Genomic investigations indicated that the Takarkori individuals derived approximately 93% of their ancestry from a previously unknown North African population. They carried roughly 0.15% Neanderthal DNA, a level considerably lower than the 0.6% to 0.9% found in later populations from Taforalt and Neolithic Morocco. “Our data show that early populations of North Africa remained predominantly isolated but still had traces of Neanderthal genome due to a small flow of genes from outside Africa,” said Johannes Krause, director at the Max Planck Institute for Evolutionary Anthropology, in a report by Phys.org.

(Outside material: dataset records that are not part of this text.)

//! Formatting of run results for display.

use serde::Serialize;

use crate::config_validation::ValidationError;
use crate::dashboard::{Notification, NotificationVariant};
use crate::results::{MetricsSummary, TestMetrics, TimelinePoint};
use crate::test_config::TestConfig;

/// Formats milliseconds as "250ms" below one second and "1.50s" above.
pub fn format_duration(ms: f64) -> String {
    if ms < 1000.0 {
        format!("{:.0}ms", ms)
    } else {
        format!("{:.2}s", ms / 1000.0)
    }
}

/// Inserts thousands separators: 12345 -> "12,345".
pub fn format_count(value: u64) -> String {
    let digits = value.to_string();
    let mut out = String::with_capacity(digits.len() + digits.len() / 3);
    for (i, ch) in digits.chars().enumerate() {
        if i > 0 && (digits.len() - i) % 3 == 0 {
            out.push(',');
        }
        out.push(ch);
    }
    out
}

/// Colour band of the success-rate card.
#[derive(Debug, Clone, Copy, PartialEq, Eq, Serialize)]
#[serde(rename_all = "lowercase")]
pub enum SuccessRateLevel {
    Success,
    Warning,
    Error,
}

impl SuccessRateLevel {
    pub fn from_rate(rate: f64) -> Self {
        if rate >= 99.0 {
            SuccessRateLevel::Success
        } else if rate >= 95.0 {
            SuccessRateLevel::Warning
        } else {
            SuccessRateLevel::Error
        }
    }
}

/// Errors as a percentage of all requests; 0 when nothing ran.
pub fn error_rate(summary: &MetricsSummary) -> f64 {
    if summary.total_requests == 0 {
        0.0
    } else {
        summary.errors as f64 / summary.total_requests as f64 * 100.0
    }
}

/// "load • 10 VUs • 30s"
pub fn test_badge(config: &TestConfig) -> String {
    format!(
        "{} \u{2022} {} VUs \u{2022} {}",
        config.test_type, config.vus, config.duration
    )
}

/// Text shown while a run is in progress.
pub fn running_message(config: &TestConfig) -> String {
    format!(
        "Testing {} with {} virtual users",
        config.url, config.vus
    )
}

/// Summary cards and performance summary as plain text.
pub fn render_summary(metrics: &TestMetrics) -> String {
    let s = &metrics.summary;
    let rows = [
        ("Total Requests", format_count(s.total_requests)),
        (
            "Success Rate",
            format!(
                "{:.2}% ({:?})",
                s.success_rate,
                SuccessRateLevel::from_rate(s.success_rate)
            ),
        ),
        ("Avg Response", format_duration(s.avg_response_time)),
        ("Requests/sec", format!("{:.1}", s.rps)),
        ("P95 Response Time", format_duration(s.p95_response_time)),
        ("Total Errors", s.errors.to_string()),
        ("Error Rate", format!("{:.2}%", error_rate(s))),
    ];

    rows.iter()
        .map(|(label, value)| format!("{:<20} {}\n", label, value))
        .collect()
}

/// One table row per timeline point.
pub fn render_timeline(timeline: &[TimelinePoint]) -> String {
    let mut out = format!(
        "{:>8} {:>12} {:>10} {:>8}\n",
        "time", "response", "rps", "errors"
    );
    for point in timeline {
        out.push_str(&format!(
            "{:>8} {:>12} {:>10.1} {:>8}\n",
            point.timestamp,
            format_duration(point.response_time),
            point.rps,
            point.errors
        ));
    }
    out
}

pub fn completion_notification(metrics: &TestMetrics) -> Notification {
    Notification {
        title: "Test completed successfully".to_string(),
        description: format!(
            "Processed {} requests",
            format_count(metrics.summary.total_requests)
        ),
        variant: NotificationVariant::Default,
    }
}

pub fn failure_notification() -> Notification {
    Notification {
        title: "Test failed".to_string(),
        description: "Unable to run performance test. Please check your configuration."
            .to_string(),
        variant: NotificationVariant::Destructive,
    }
}

pub fn invalid_json_notification() -> Notification {
    Notification {
        title: "Invalid JSON".to_string(),
        description: "Please check your headers and body JSON formatting".to_string(),
        variant: NotificationVariant::Destructive,
    }
}

pub fn invalid_config_notification(error: &ValidationError) -> Notification {
    if error.is_json_error() {
        invalid_json_notification()
    } else {
        Notification {
            title: "Invalid configuration".to_string(),
            description: error.to_string(),
            variant: NotificationVariant::Destructive,
        }
    }
}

The genetic evidence argued against the idea that the Green Sahara served as a migration corridor between North and sub‐Saharan Africa during the African Humid Period. The results indicated that the Takarkori lineage separated from sub‐Saharan groups around 50,000 years ago, with no contribution from populations south of the Sahara. Instead, the genetic profile appeared to result from isolation in the region, a factor that influenced the genomic landscape of modern North Africans.


Archaeologists uncovered a timeline of human occupation at the Takarkori rock shelter that included burials dating from the Early Pastoral period (approximately 8,300–7,300 calibrated years before present) to the Middle Pastoral period (roughly 7,100–5,600 calibrated years before present). The remains were preserved by the region’s arid, high‐temperature conditions, which provided rare opportunities to extract genetic material despite generally low endogenous DNA. Rock art and burial practices supported a history of pastoralism and resource gathering in an environment that transformed about 5,000 years ago as shifting climatic conditions turned the savannah into the desert dominating North Africa.

“Our research questions some theories about the history of human populations in North Africa,” said Nada Salem, the study’s first author, in a statement. She added that the spread of pastoralism through the Green Sahara likely occurred through cultural exchange rather than large‐scale migration, and the genomic data confirmed that, despite minor out-of-Africa genetic admixture, the Takarkori individuals maintained an ancestry that set them apart from other groups.